Supporting user objectives (and more generally, the objectives of all stakeholders) is critical in all phases the systems development lifecycle. Current tools and techniques tend to focus on explicit user objectives (or goals, or requirements) only during the requirements engineering phase. The underlying assumption is that the end-products of requirements engineering (RE) represent a consistent, refined and elaborated version of user goals that can form the basis for downstream phases in the lifecycle. We argue that this assumption is often inappropriate. User goals are often modified or discarded during the RE process, usually to maintain consistency with other goals [11] Decisions made during the design, implementation and maintenance phases may, however, make it feasible to satisfy these goals that would otherwise have been ignored (for instance, by weakening and rendering infeasible, other goals that these goals might have been inconsistent with). Other changes, such as changes in the environment that the system is situated in, as well as modifications in other (explicit) stakeholder objectives could also make these goals feasible. A key motivation for the REAGENT framework described in this paper is the need to ensure that user requirements play an explicit and active role at every stage of the lifecycle.
Tool support for user goals should ideally involve autonomous entities that are reactive (i.e., that constantly monitor and react to changes in the environment) as well as pro-active (i.e., that alert human developers and the larger development environment of situations where additional user goals could be satisfied, as well as suggest strategies for achieving this). The REAGENT project aims to explore the role of agent-based tools in supporting user requirements throughout the systems development lifecycle, and we shall present our technology forecast in the context of the objectives of this project. In this approach, the goals of each user (or group of users sharing common goals) are maintained and supported by an agent endowed with knowledge/beliefs, the ability to monitor the development and run-time environment, the ability to plan (and more generally, reason) and the ability to act. The idea of using agents to represent stakeholder requirements has its roots in the ViewPoints framework (where agents are abstract representations of both the software development process and a partial specification) [7,8,3,1]. The REAGENT framework seeks to exploit intelligent agent technologies to add value in providing automated (or at least semi-automated) support for the following key processes:
The REAGENT framework is being currently implemented within the context of the BDI agent architecture [10] using the abstract programming constructs offered by the AgentSpeak(L) agent programming language [9]. While this is not the only available choice (the CONGOLOG language [6] is an obvious alternative), the AgentSpeak(L) framework offers a simple set of constructs that are powerful enough to capture the intuitions that we currently seek to explore. An agent's problem-solving knowledge is encoded in part in its beliefs (we simplify the discussion here by using the terms knowledge and belief interchangeably) and in part in its plans. A plan specifies when and how an agent must act to achieve its goals or respond to external events and consists of a trigger (which must match a goal/sub-goal or an event), a set of pre-conditions (which the agent must believe to be true for the plan to be invoked) and a sequence of actions (some of which might involve asserting sub-goals that invoke other plans). Plans can thus tell an agent how to elaborate and refine goals, how to elicit new goals from stakeholders, how to negotiate resolutions to goal conflicts with other agents, when to generate alerts indicating that user goals currently considered infeasible might have become feasible again etc.
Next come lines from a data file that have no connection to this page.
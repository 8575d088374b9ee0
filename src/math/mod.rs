//! Linear algebra for the least-squares fit: basis matrices, dense matrix
//! primitives and the Gaussian-elimination solver.

pub mod basis;
pub mod matrix;
pub mod ols;

pub use basis::*;
pub use matrix::*;
pub use ols::*;
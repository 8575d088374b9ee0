//! Domain types used throughout the pipeline.
//!
//! This module defines:
//!
//! - parsed input samples (`Sample`)
//! - fit outputs (`Coefficients`, `Line`)
//! - resolved run settings (`RunConfig`)

pub mod types;

pub use types::*;
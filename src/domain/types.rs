//! Shared domain types.
//!
//! These types are intentionally kept lightweight and serializable so they can
//! be used in-memory during fitting and exported to the JSON summary.

use std::fmt;
use std::path::PathBuf;

use serde::{Deserialize, Serialize};

/// One time-indexed observation across all channels.
#[derive(Debug, Clone, PartialEq)]
pub struct Sample {
    /// Position in the input; the sample sits at `x = index * step`.
    pub index: usize,
    /// One reading per channel, in channel order.
    pub readings: Vec<f64>,
}

/// Readings for one channel (0-based), in sample order.
pub fn channel_readings(samples: &[Sample], channel: usize) -> Vec<f64> {
    samples.iter().map(|s| s.readings[channel]).collect()
}

/// A straight line `y = intercept + slope * x`.
///
/// `Display` renders the fixed-width form used in output files:
/// `{intercept:>12.4} + {slope:>8.4}x`.
#[derive(Debug, Clone, Copy, PartialEq, Serialize, Deserialize)]
pub struct Line {
    pub intercept: f64,
    pub slope: f64,
}

impl fmt::Display for Line {
    fn fmt(&self, f: &mut fmt::Formatter<'_>) -> fmt::Result {
        // `+ 0.0` folds -0.0 into 0.0 so flat fits print without a sign.
        write!(f, "{:>12.4} + {:>8.4}x", self.intercept + 0.0, self.slope + 0.0)
    }
}

/// Solved polynomial coefficients `c_0, c_1, ...`, lowest degree first.
#[derive(Debug, Clone, PartialEq, Serialize, Deserialize)]
pub struct Coefficients {
    values: Vec<f64>,
}

impl Coefficients {
    pub fn new(values: Vec<f64>) -> Self {
        Self { values }
    }

    /// Coefficient of `x^term`; terms beyond the fit read as zero.
    pub fn get(&self, term: usize) -> f64 {
        self.values.get(term).copied().unwrap_or(0.0)
    }

    pub fn intercept(&self) -> f64 {
        self.get(0)
    }

    pub fn slope(&self) -> f64 {
        self.get(1)
    }

    /// Only populated for three-term fits; never rendered.
    pub fn quadratic(&self) -> f64 {
        self.get(2)
    }

    pub fn as_slice(&self) -> &[f64] {
        &self.values
    }

    /// The linear part of the fit.
    pub fn line(&self) -> Line {
        Line {
            intercept: self.intercept(),
            slope: self.slope(),
        }
    }

    /// Rendered least-squares formula, e.g. `     10.0000 +   1.0000x`.
    pub fn formula(&self) -> String {
        self.line().to_string()
    }
}

/// Fully resolved settings for one run.
#[derive(Debug, Clone)]
pub struct RunConfig {
    pub input: PathBuf,
    /// Spacing between successive sample x-values.
    pub step: f64,
    /// Readings expected on every input line.
    pub channels: usize,
    /// Basis terms in the least-squares fit (1..=3).
    pub terms: usize,
    /// Directory for per-channel files; defaults to the input's directory.
    pub output_dir: Option<PathBuf>,
    pub export_json: Option<PathBuf>,
}

impl RunConfig {
    pub const DEFAULT_STEP: f64 = 30.0;
    pub const DEFAULT_CHANNELS: usize = 4;
    pub const DEFAULT_TERMS: usize = 2;

    pub fn new(input: impl Into<PathBuf>) -> Self {
        Self {
            input: input.into(),
            step: Self::DEFAULT_STEP,
            channels: Self::DEFAULT_CHANNELS,
            terms: Self::DEFAULT_TERMS,
            output_dir: None,
            export_json: None,
        }
    }
}
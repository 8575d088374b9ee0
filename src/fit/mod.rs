//! Per-channel fitting.
//!
//! Responsibilities:
//!
//! - build the shared design matrices for a run
//! - solve the least-squares line for each channel
//! - derive the piecewise linear interpolation segments

pub mod channel;
pub mod piecewise;

pub use channel::*;
pub use piecewise::*;
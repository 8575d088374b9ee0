//! Top-level application orchestration.
//!
//! `src/main.rs` is intentionally tiny; this module is the "real main" that:
//! - loads `.env` and parses CLI arguments
//! - runs the fit pipeline
//! - prints the run summary

use clap::Parser;
use log::info;

use crate::cli::Cli;
use crate::domain::RunConfig;
use crate::error::AppError;

pub mod pipeline;

/// Entry point for the `core-temps` binary.
pub fn run() -> Result<(), AppError> {
    dotenvy::dotenv().ok();

    // Usage errors print clap's help text and exit with status 2.
    let cli = Cli::parse();
    let config = RunConfig::from(cli);
    info!(
        "fitting {} cores with {} terms, step {}",
        config.channels, config.terms, config.step
    );

    let run = pipeline::run(&config)?;

    println!(
        "{}",
        crate::report::format_run_summary(run.sample_count, &run.fits, &run.outputs)
    );

    Ok(())
}
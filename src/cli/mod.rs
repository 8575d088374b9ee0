//! Command-line parsing.
//!
//! The goal of this module is to keep **argument parsing** separate from the
//! fitting code. Every option can also come from the environment (or a
//! `.env` file, loaded before parsing).

use std::path::PathBuf;

use clap::Parser;
use clap::builder::TypedValueParser;

use crate::domain::RunConfig;

/// Least-squares and piecewise linear fits for per-core CPU temperatures.
#[derive(Debug, Parser, Clone)]
#[command(name = "core-temps", version)]
pub struct Cli {
    /// Temperature log: one line per sample, one reading per core.
    #[arg(value_name = "INPUT")]
    pub input: PathBuf,

    /// Spacing between successive samples on the x axis.
    #[arg(long, env = "CORE_TEMPS_STEP", default_value_t = RunConfig::DEFAULT_STEP)]
    pub step: f64,

    /// Readings (cores) expected on every line.
    #[arg(long, env = "CORE_TEMPS_CHANNELS", default_value_t = RunConfig::DEFAULT_CHANNELS)]
    pub channels: usize,

    /// Basis terms in the least-squares fit (1 = constant, 2 = line, 3 = quadratic).
    #[arg(
        long,
        env = "CORE_TEMPS_TERMS",
        default_value_t = RunConfig::DEFAULT_TERMS,
        value_parser = clap::value_parser!(u8).range(1..=3).map(usize::from)
    )]
    pub terms: usize,

    /// Directory for the per-core files (default: next to the input).
    #[arg(long, env = "CORE_TEMPS_OUTPUT_DIR")]
    pub output_dir: Option<PathBuf>,

    /// Also write a JSON summary of every fit.
    #[arg(long = "export-json", value_name = "JSON")]
    pub export_json: Option<PathBuf>,
}

impl From<Cli> for RunConfig {
    fn from(cli: Cli) -> Self {
        RunConfig {
            input: cli.input,
            step: cli.step,
            channels: cli.channels,
            terms: cli.terms,
            output_dir: cli.output_dir,
            export_json: cli.export_json,
        }
    }
}
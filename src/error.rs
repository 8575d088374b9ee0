//! Error types.
//!
//! - [`FitError`] is what the numerical core signals: which shape or
//!   singularity condition stopped a single solve.
//! - [`AppError`] is what the binary reports: a message plus a process exit
//!   code.

/// Shape of a matrix as `(rows, cols)`.
pub type Shape = (usize, usize);

/// Failures raised by the matrix primitives, the solver and the interpolator.
#[derive(Debug, Clone, PartialEq, thiserror::Error)]
pub enum FitError {
    /// Two operands of `op` have incompatible shapes.
    #[error("dimension mismatch in {op}: {lhs:?} vs {rhs:?}")]
    DimensionMismatch {
        op: &'static str,
        lhs: Shape,
        rhs: Shape,
    },

    /// A row had no usable leading entry during forward elimination.
    #[error("singular matrix: row {row} has no pivot")]
    SingularMatrix { row: usize },

    /// An interpolation interval has zero width.
    #[error("degenerate interval at x = {x}")]
    DegenerateInterval { x: f64 },
}

#[derive(Clone)]
pub struct AppError {
    exit_code: u8,
    message: String,
}

impl AppError {
    pub fn new(exit_code: u8, message: impl Into<String>) -> Self {
        Self {
            exit_code,
            message: message.into(),
        }
    }

    /// Wrap a core failure that occurred while fitting `channel` (1-based).
    pub fn channel(channel: usize, err: FitError) -> Self {
        Self::new(4, format!("Core {channel}: {err}"))
    }

    pub fn exit_code(&self) -> u8 {
        self.exit_code
    }
}

impl std::fmt::Display for AppError {
    fn fmt(&self, f: &mut std::fmt::Formatter<'_>) -> std::fmt::Result {
        write!(f, "{}", self.message)
    }
}

impl std::fmt::Debug for AppError {
    fn fmt(&self, f: &mut std::fmt::Formatter<'_>) -> std::fmt::Result {
        f.debug_struct("AppError")
            .field("exit_code", &self.exit_code)
            .field("message", &self.message)
            .finish()
    }
}

impl std::error::Error for AppError {}
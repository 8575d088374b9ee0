//! `core-temps` library crate.
//!
//! The binary is a thin wrapper around this library so that:
//!
//! - the solver and interpolation are testable without spawning processes
//! - each core's fit is an independent value computation
//!
//! Layout, leaf-first: `math` (matrix primitives + Gaussian elimination),
//! `fit` (per-core least squares + piecewise interpolation), `report`
//! (fixed-width text), `io` (ingest/export), `cli` + `app` (the binary).

pub mod app;
pub mod cli;
pub mod domain;
pub mod error;
pub mod fit;
pub mod io;
pub mod math;
pub mod report;
//! JSON summary of a run.
//!
//! The summary is the machine-readable companion to the per-core text files:
//! coefficients, rendered formula and segments for every core, plus the run
//! settings that produced them.

use std::fs::File;
use std::path::{Path, PathBuf};

use serde::Serialize;

use crate::error::AppError;
use crate::fit::{ChannelFit, Segment};

#[derive(Debug, Clone, Serialize)]
pub struct RunSummary {
    pub tool: String,
    pub input: PathBuf,
    pub step: f64,
    pub sample_count: usize,
    pub channels: Vec<ChannelSummary>,
}

#[derive(Debug, Clone, Serialize)]
pub struct ChannelSummary {
    pub channel: usize,
    pub output: PathBuf,
    pub coefficients: Vec<f64>,
    pub formula: String,
    pub segments: Vec<Segment>,
}

impl RunSummary {
    pub fn new(
        input: &Path,
        step: f64,
        sample_count: usize,
        fits: &[ChannelFit],
        outputs: &[PathBuf],
    ) -> Self {
        let channels = fits
            .iter()
            .zip(outputs)
            .map(|(fit, output)| ChannelSummary {
                channel: fit.channel,
                output: output.clone(),
                coefficients: fit.coefficients.as_slice().to_vec(),
                formula: fit.formula().trim().to_string(),
                segments: fit.segments.clone(),
            })
            .collect();

        Self {
            tool: "core-temps".to_string(),
            input: input.to_path_buf(),
            step,
            sample_count,
            channels,
        }
    }
}

/// Write a summary JSON file.
pub fn write_summary_json(path: &Path, summary: &RunSummary) -> Result<(), AppError> {
    let file = File::create(path)
        .map_err(|e| {
            AppError::new(
                2,
                format!("Failed to create summary JSON '{}': {e}", path.display()),
            )
        })?;

    serde_json::to_writer_pretty(file, summary)
        .map_err(|e| AppError::new(2, format!("Failed to write summary JSON: {e}")))?;

    Ok(())
}
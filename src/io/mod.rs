//! Input/output helpers.
//!
//! - temperature log ingest + validation (`ingest`)
//! - per-core text files (`export`)
//! - run summary JSON (`summary`)

pub mod export;
pub mod ingest;
pub mod summary;

pub use export::*;
pub use ingest::*;
pub use summary::*;
//! Error types for mathematical operations.

use thiserror::Error;

/// A specialized Result type for mathematical operations.
pub type MathResult<T> = Result<T, MathError>;

/// Errors that can occur during mathematical operations.
#[derive(Error, Debug, Clone, PartialEq)]
pub enum MathError {
    /// Insufficient data points for operation.
    #[error("Insufficient data: need at least {required}, got {actual}")]
    InsufficientData {
        /// Minimum required points.
        required: usize,
        /// Actual number of points.
        actual: usize,
    },

    /// Invalid input parameter.
    #[error("Invalid input: {reason}")]
    InvalidInput {
        /// Description of the invalid input.
        reason: String,
    },
}

impl MathError {
    /// Creates an invalid input error.
    #[must_use]
    pub fn invalid_input(reason: impl Into<String>) -> Self {
        Self::InvalidInput {
            reason: reason.into(),
        }
    }

    /// Creates an insufficient data error.
    #[must_use]
    pub fn insufficient_data(required: usize, actual: usize) -> Self {
        Self::InsufficientData { required, actual }
    }
}
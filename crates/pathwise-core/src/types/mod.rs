//! Domain types for price histories, return series, and simulation parameters.

mod params;
mod price_series;
mod return_series;

pub use params::{
    SimulationParams, DEFAULT_HORIZON_DAYS, DEFAULT_NUM_SIMULATIONS, HORIZON_CHOICES,
    SIMULATION_COUNT_CHOICES,
};
pub use price_series::PriceSeries;
pub use return_series::ReturnSeries;
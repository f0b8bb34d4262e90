//! # Pathwise Math
//!
//! Numerical utilities for the Pathwise Monte Carlo simulation library.
//!
//! This crate provides:
//!
//! - **Descriptive statistics**: mean, sample variance, sample standard
//!   deviation (N−1 denominator)
//! - **Quantiles**: percentile with linear interpolation between closest
//!   ranks
//!
//! ## Design Philosophy
//!
//! - **One convention, stated**: downstream Value-at-Risk numbers are
//!   sensitive to the variance denominator and the percentile interpolation
//!   scheme, so each function documents exactly which definition it uses
//! - **Numerical Stability**: careful handling of degenerate inputs

#![warn(missing_docs)]
#![warn(clippy::all)]
#![warn(clippy::pedantic)]
#![allow(clippy::module_name_repetitions)]
#![allow(clippy::missing_errors_doc)]
#![allow(clippy::must_use_candidate)]
#![allow(clippy::cast_precision_loss)]
#![allow(clippy::cast_sign_loss)]
#![allow(clippy::cast_possible_truncation)]
#![allow(clippy::doc_markdown)]

pub mod error;
pub mod statistics;

pub use error::{MathError, MathResult};
pub use statistics::{mean, percentile, sample_std_dev, sample_variance};

/// Prelude module for convenient imports.
pub mod prelude {
    pub use crate::error::{MathError, MathResult};
    pub use crate::statistics::{mean, percentile, sample_std_dev, sample_variance};
}
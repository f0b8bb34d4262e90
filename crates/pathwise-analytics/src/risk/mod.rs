//! Tail-risk estimation over simulated terminal prices.
//!
//! Value at Risk (VaR) here is the dollar distance between the observed
//! last close and a lower quantile of the simulated terminal-price
//! distribution: at 95% confidence, 95% of simulated outcomes end better
//! than `last_price − VaR`.
//!
//! A negative VaR is a legitimate outcome, not an error: it means even the
//! tail quantile of simulated prices sits above the current price ("no
//! downside at this confidence level").

mod var;

pub use var::{monte_carlo_var, var_95, VaRMethod, VaRResult, DEFAULT_CONFIDENCE_LEVEL};
//! Validated daily closing-price series.

use serde::{Deserialize, Serialize};

use crate::error::{CoreError, CoreResult};
use crate::types::ReturnSeries;

/// An ordered series of daily closing prices for one instrument.
///
/// Every observation must be a strictly positive, finite number. Ordering is
/// oldest-first: the final element is the most recent close, which anchors a
/// simulation run.
///
/// # Example
///
/// ```rust
/// use pathwise_core::PriceSeries;
///
/// let prices = PriceSeries::new(vec![100.0, 102.0, 101.0])?;
/// assert_eq!(prices.last(), Some(101.0));
/// # Ok::<(), pathwise_core::CoreError>(())
/// ```
#[derive(Debug, Clone, PartialEq, Serialize, Deserialize)]
pub struct PriceSeries {
    closes: Vec<f64>,
}

impl PriceSeries {
    /// Creates a price series from daily closes, oldest first.
    ///
    /// # Errors
    ///
    /// Returns `CoreError::InvalidPrice` if any observation is non-positive,
    /// `NaN`, or infinite.
    pub fn new(closes: Vec<f64>) -> CoreResult<Self> {
        for (index, &value) in closes.iter().enumerate() {
            if !value.is_finite() || value <= 0.0 {
                return Err(CoreError::InvalidPrice { index, value });
            }
        }
        Ok(Self { closes })
    }

    /// Returns the number of observations.
    #[must_use]
    pub fn len(&self) -> usize {
        self.closes.len()
    }

    /// Returns `true` if the series holds no observations.
    #[must_use]
    pub fn is_empty(&self) -> bool {
        self.closes.is_empty()
    }

    /// Returns the most recent close, if any.
    #[must_use]
    pub fn last(&self) -> Option<f64> {
        self.closes.last().copied()
    }

    /// Returns the observations as a slice, oldest first.
    #[must_use]
    pub fn as_slice(&self) -> &[f64] {
        &self.closes
    }

    /// Derives the daily percentage-return series.
    ///
    /// Returns are computed pairwise as `(p[i] - p[i-1]) / p[i-1]` over
    /// consecutive observations; the leading undefined value is excluded,
    /// so the result has one fewer element than the price series.
    ///
    /// # Errors
    ///
    /// Returns `CoreError::InsufficientHistory` if the series holds fewer
    /// than 2 observations.
    pub fn returns(&self) -> CoreResult<ReturnSeries> {
        if self.closes.len() < 2 {
            return Err(CoreError::insufficient_history(2, self.closes.len()));
        }
        let returns = self
            .closes
            .windows(2)
            .map(|pair| (pair[1] - pair[0]) / pair[0])
            .collect();
        Ok(ReturnSeries::new(returns))
    }
}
The REAGENT implementation is being designed as a configurable plug-in to existing CASE toolkits, with its constituent agents serving as knowledge-based monitors and assistants to both users and developers throughout the software lifecycle. We believe that agent-mediated tools will play an increasingly important role in settings such as these and that the time is ripe for exploring a synthesis of agent technology and software engineering tools.